Among the entries below, find every line that contains the string "stderr", then copy it.

Content starts

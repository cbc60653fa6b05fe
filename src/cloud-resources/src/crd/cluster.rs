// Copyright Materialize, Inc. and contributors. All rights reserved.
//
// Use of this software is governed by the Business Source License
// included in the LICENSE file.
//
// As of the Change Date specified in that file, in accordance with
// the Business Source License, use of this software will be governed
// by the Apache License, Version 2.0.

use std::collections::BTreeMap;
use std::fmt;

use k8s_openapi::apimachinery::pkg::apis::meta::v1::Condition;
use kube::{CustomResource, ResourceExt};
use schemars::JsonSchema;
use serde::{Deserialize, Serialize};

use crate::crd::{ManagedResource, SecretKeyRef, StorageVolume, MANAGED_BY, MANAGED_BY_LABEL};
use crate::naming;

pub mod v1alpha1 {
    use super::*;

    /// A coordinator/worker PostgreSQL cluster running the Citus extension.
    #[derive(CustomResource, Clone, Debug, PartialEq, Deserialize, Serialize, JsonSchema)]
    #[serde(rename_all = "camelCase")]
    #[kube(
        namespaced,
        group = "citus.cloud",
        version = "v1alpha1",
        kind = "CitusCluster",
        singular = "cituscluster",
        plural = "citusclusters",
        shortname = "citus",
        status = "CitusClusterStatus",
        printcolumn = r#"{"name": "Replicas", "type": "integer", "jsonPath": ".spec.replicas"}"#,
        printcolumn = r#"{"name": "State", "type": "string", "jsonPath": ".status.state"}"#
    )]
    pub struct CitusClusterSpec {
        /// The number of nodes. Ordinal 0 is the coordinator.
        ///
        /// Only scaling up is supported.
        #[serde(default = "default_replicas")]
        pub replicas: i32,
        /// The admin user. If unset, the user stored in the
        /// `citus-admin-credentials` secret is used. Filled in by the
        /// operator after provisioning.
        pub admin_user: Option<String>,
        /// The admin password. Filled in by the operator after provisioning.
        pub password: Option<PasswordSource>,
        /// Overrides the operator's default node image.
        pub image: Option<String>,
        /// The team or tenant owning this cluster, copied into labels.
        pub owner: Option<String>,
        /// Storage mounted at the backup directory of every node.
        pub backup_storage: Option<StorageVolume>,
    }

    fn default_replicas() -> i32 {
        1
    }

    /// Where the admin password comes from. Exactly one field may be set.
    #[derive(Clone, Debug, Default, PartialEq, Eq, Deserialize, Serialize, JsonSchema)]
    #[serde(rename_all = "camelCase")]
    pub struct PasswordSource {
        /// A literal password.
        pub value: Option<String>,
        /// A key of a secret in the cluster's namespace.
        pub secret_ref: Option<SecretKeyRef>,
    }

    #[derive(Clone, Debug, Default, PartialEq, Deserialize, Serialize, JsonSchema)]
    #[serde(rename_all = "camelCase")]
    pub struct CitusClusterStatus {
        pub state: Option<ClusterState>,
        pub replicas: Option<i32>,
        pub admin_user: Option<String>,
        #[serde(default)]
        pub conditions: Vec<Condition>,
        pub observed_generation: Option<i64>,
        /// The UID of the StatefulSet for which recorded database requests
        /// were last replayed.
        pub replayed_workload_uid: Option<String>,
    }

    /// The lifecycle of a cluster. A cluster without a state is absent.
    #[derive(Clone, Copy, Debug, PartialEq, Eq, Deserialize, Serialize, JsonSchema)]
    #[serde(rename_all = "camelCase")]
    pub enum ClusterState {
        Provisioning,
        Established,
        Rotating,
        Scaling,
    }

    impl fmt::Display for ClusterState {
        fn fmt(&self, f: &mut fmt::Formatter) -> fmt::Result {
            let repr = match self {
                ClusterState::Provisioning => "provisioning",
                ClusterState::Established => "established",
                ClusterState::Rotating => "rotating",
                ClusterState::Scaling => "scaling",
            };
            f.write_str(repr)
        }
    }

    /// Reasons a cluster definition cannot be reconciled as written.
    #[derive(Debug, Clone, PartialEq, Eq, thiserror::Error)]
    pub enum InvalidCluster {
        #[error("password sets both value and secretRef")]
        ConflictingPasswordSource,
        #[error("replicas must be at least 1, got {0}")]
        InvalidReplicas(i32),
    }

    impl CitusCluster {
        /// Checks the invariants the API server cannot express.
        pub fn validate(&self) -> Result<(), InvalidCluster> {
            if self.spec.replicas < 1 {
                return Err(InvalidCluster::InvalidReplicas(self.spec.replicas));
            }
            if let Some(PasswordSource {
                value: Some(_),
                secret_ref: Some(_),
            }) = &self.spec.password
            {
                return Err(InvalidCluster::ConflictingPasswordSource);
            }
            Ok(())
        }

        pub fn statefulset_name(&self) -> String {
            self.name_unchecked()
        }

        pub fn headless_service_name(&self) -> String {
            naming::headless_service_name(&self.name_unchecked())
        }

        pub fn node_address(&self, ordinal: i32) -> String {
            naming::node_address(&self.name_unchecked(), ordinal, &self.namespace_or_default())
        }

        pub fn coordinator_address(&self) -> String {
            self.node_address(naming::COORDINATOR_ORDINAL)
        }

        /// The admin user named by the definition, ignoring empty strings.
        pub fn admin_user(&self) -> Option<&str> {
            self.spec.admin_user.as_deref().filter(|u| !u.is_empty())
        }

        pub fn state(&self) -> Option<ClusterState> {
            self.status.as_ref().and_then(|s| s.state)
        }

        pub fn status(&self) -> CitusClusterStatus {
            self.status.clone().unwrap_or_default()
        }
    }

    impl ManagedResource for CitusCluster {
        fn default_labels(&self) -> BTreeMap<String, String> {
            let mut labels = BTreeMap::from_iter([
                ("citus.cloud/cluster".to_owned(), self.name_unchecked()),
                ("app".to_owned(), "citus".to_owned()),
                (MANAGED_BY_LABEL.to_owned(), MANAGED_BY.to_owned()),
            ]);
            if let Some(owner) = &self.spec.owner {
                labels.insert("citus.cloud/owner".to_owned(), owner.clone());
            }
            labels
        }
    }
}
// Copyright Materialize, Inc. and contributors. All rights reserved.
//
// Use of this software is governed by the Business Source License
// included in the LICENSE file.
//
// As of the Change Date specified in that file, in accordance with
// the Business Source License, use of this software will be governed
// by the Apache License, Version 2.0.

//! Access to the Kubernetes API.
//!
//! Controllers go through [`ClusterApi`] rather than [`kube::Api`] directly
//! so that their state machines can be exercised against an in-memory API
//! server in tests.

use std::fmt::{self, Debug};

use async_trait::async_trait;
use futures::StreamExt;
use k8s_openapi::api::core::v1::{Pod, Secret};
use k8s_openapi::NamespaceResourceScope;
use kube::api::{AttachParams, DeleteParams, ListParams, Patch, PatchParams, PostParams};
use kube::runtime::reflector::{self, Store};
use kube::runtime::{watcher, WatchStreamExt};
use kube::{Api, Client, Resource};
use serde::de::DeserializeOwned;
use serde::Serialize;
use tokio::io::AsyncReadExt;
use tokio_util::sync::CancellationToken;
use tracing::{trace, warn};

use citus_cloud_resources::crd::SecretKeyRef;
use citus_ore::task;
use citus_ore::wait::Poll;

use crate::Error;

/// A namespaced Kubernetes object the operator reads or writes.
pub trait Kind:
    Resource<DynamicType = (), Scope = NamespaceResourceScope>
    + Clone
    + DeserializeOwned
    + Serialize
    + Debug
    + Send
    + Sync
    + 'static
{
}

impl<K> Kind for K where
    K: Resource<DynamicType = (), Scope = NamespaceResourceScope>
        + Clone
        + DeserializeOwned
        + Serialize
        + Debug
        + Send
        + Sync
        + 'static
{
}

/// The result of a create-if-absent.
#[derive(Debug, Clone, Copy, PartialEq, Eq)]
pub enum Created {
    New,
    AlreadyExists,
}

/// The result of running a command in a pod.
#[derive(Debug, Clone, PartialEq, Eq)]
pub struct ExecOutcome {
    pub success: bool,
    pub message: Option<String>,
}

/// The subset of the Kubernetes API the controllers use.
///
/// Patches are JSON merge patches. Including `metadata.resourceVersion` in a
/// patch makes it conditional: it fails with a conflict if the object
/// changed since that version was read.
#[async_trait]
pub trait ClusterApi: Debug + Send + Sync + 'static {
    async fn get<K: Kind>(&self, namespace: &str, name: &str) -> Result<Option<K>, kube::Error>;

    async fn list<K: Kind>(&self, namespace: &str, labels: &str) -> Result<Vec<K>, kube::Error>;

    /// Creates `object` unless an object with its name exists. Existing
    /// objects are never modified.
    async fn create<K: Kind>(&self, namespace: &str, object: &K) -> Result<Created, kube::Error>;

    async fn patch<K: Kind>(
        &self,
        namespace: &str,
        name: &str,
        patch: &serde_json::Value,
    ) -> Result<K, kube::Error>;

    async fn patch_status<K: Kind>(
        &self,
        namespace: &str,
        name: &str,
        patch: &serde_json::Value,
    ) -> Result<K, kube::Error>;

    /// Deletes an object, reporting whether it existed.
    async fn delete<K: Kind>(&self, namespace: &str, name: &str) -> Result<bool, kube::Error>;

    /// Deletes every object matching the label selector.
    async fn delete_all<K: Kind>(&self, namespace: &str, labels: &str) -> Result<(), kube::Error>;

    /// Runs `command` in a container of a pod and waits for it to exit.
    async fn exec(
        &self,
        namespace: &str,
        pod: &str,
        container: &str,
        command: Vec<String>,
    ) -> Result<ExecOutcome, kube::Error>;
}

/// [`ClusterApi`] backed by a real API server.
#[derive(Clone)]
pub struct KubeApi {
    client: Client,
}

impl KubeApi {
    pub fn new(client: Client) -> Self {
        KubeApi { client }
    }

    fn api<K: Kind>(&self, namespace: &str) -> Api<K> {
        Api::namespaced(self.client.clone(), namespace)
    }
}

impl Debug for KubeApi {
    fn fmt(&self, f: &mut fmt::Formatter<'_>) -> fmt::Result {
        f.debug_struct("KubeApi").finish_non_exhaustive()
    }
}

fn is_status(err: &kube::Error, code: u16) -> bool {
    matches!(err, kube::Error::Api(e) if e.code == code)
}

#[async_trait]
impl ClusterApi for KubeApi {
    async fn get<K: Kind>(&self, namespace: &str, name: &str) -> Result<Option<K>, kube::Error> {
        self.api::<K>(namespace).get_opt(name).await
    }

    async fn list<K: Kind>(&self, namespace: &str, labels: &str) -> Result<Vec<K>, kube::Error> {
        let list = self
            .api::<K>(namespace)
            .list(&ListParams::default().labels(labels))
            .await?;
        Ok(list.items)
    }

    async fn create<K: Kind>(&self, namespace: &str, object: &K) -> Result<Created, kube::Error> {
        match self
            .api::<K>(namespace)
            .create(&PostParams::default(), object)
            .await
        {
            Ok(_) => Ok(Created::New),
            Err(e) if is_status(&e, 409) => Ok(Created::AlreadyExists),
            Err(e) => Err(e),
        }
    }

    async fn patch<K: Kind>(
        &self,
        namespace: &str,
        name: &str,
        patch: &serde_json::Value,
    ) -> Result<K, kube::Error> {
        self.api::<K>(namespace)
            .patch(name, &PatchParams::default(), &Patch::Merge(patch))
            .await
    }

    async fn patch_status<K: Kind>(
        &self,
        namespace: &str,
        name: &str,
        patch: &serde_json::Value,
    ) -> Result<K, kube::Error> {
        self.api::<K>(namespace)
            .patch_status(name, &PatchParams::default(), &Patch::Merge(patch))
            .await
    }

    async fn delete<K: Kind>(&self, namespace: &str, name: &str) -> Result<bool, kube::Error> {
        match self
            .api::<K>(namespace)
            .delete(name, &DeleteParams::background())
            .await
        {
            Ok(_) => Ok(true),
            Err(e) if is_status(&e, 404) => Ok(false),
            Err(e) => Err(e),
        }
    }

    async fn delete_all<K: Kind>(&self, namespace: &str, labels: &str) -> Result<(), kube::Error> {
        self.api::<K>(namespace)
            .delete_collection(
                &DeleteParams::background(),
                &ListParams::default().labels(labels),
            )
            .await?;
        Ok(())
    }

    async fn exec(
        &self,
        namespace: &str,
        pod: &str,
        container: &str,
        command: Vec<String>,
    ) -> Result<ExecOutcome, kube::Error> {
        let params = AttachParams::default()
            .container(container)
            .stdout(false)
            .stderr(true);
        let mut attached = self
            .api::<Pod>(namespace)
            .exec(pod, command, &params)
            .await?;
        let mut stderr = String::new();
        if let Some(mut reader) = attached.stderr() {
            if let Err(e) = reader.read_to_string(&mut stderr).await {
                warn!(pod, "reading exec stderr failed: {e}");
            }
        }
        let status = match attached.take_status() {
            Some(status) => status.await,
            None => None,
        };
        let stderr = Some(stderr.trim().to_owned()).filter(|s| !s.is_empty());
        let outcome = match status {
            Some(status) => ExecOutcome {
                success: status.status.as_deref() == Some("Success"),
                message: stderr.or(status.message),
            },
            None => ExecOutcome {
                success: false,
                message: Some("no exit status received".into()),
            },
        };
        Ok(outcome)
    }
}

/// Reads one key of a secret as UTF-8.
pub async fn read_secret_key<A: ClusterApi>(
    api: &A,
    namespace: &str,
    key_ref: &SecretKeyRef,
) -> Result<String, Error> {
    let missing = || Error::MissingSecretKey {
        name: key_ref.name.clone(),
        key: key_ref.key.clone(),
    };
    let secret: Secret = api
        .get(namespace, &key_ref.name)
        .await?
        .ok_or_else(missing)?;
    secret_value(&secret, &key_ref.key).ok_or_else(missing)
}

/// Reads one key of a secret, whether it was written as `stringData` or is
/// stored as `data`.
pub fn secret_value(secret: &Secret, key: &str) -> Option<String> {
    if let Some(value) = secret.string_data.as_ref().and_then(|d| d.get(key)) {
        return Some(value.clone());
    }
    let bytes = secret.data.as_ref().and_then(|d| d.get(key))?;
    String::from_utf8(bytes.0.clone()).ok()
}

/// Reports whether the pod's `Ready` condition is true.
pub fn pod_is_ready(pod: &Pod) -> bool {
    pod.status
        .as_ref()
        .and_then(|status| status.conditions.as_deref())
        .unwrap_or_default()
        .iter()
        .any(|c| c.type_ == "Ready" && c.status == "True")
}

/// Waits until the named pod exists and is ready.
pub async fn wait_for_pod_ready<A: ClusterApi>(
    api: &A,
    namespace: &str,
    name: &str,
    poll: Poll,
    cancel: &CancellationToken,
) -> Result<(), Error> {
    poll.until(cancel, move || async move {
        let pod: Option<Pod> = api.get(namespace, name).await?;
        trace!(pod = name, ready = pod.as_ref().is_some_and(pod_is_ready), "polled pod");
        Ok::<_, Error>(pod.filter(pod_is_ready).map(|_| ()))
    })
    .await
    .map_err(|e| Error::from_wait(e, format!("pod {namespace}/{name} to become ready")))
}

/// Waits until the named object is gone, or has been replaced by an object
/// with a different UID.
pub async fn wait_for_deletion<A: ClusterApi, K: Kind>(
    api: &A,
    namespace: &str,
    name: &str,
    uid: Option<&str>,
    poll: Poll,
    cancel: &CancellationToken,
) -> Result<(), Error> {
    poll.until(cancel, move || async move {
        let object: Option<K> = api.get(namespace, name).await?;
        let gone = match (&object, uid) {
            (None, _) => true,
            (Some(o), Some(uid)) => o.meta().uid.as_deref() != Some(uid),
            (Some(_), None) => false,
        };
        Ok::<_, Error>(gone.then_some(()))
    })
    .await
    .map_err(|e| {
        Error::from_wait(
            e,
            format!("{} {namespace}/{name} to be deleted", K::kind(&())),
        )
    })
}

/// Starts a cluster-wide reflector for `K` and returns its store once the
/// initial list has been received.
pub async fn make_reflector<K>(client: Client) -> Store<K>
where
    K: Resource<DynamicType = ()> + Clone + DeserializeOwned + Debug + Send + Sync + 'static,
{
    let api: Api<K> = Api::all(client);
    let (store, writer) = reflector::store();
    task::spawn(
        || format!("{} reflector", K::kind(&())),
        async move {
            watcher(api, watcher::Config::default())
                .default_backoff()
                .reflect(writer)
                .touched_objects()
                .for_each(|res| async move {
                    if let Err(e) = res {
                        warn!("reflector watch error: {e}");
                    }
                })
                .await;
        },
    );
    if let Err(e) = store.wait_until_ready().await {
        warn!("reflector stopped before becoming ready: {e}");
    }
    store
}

Content ends

* _Written solution_:
            .stderr(true);
        let mut stderr = String::new();
        if let Some(mut reader) = attached.stderr() {
            if let Err(e) = reader.read_to_string(&mut stderr).await {
                warn!(pod, "reading exec stderr failed: {e}");
        let stderr = Some(stderr.trim().to_owned()).filter(|s| !s.is_empty());
                message: stderr.or(status.message),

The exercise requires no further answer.